- DATA FOR THIS EXERCISE -
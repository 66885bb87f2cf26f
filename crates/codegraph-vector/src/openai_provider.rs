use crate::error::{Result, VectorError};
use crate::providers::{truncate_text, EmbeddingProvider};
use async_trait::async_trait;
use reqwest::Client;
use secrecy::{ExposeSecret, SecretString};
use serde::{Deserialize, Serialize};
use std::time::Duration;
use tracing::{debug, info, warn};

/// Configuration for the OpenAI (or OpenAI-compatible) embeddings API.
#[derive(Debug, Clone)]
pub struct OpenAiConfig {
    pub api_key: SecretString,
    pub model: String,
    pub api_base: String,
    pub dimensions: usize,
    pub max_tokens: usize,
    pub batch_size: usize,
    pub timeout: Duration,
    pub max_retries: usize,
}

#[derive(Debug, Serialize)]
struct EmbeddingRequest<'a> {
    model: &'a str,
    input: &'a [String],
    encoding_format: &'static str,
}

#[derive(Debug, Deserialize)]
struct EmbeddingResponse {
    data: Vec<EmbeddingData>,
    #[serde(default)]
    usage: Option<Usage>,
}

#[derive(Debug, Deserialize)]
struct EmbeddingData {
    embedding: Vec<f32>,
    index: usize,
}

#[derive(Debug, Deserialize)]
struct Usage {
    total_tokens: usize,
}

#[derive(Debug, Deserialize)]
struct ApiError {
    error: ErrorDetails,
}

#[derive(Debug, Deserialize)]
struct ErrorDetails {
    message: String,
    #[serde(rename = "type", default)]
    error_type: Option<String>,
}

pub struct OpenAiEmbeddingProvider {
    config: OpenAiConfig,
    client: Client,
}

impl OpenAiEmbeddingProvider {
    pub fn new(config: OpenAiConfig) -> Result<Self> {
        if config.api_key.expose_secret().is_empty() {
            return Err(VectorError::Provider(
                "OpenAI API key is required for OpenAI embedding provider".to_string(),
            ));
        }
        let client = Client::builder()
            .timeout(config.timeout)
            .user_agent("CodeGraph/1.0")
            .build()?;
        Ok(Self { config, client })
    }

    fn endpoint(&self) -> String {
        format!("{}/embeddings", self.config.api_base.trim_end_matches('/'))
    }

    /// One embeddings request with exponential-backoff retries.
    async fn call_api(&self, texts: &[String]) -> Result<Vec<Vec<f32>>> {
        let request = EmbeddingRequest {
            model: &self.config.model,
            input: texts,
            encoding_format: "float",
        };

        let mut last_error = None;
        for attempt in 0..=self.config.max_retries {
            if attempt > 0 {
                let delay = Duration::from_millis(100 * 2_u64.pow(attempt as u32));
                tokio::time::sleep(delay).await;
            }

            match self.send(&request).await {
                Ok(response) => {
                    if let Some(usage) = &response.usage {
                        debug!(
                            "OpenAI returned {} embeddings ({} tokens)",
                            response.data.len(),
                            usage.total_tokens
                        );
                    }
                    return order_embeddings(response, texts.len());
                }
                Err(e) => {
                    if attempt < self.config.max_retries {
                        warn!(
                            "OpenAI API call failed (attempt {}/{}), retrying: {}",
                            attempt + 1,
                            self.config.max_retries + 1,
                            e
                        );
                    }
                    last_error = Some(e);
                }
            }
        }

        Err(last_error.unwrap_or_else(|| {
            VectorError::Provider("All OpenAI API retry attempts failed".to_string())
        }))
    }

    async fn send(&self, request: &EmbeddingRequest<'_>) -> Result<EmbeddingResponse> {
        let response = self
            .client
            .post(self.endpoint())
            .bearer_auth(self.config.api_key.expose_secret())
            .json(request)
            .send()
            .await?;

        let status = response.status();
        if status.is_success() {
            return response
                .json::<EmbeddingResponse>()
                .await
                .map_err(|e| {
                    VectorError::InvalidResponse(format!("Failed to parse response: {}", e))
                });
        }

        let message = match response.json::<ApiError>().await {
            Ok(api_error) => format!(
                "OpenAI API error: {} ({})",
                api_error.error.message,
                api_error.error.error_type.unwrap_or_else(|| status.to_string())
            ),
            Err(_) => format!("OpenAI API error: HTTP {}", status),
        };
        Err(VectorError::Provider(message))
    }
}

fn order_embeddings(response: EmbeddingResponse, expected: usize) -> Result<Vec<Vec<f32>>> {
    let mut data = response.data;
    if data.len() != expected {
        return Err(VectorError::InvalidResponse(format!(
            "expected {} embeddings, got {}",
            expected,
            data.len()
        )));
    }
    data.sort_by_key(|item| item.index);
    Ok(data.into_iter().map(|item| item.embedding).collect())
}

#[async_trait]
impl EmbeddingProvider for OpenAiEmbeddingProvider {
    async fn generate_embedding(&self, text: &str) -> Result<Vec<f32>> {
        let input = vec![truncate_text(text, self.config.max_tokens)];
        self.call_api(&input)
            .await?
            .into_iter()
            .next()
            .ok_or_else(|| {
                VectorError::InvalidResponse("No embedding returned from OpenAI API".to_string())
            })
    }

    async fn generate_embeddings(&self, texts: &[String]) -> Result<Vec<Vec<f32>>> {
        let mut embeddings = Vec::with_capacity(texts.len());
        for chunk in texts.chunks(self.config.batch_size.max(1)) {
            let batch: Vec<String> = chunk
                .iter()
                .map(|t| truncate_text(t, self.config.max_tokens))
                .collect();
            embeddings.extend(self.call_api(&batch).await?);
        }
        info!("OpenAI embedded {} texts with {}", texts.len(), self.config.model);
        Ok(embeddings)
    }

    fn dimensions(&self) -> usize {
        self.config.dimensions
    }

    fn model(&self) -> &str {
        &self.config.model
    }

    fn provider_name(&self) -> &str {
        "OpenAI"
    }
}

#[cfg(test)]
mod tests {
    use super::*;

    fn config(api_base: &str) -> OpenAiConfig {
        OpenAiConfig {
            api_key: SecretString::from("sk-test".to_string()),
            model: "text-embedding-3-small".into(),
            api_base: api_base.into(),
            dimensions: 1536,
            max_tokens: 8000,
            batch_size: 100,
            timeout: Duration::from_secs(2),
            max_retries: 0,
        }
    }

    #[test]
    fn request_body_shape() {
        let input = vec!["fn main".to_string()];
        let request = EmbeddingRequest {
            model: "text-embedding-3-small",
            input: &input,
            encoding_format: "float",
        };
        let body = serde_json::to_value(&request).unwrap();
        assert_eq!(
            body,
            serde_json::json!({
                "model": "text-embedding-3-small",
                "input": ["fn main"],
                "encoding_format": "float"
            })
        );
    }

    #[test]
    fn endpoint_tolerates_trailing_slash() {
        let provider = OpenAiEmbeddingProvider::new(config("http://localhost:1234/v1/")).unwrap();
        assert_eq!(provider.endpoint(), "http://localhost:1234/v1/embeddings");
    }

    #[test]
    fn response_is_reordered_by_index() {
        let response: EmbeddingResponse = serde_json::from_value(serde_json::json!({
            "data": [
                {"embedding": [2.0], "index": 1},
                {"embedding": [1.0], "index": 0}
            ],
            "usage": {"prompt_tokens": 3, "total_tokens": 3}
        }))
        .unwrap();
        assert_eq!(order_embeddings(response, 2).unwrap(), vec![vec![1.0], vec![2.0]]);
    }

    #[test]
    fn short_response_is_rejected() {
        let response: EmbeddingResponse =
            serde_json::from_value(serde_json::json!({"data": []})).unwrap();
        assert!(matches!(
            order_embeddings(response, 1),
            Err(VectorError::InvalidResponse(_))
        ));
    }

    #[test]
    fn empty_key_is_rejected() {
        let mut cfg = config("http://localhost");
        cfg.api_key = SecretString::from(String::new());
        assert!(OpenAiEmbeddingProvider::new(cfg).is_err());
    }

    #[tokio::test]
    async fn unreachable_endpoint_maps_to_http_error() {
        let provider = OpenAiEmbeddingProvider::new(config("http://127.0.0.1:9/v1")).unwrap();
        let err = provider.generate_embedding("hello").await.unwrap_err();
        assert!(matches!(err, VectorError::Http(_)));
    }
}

- INSTRUCTIONS FOR THE TASK -
The word "status" may appear in several lines of the data; count those lines and give only the number.

- RESPONSE TO THE EXERCISE -
4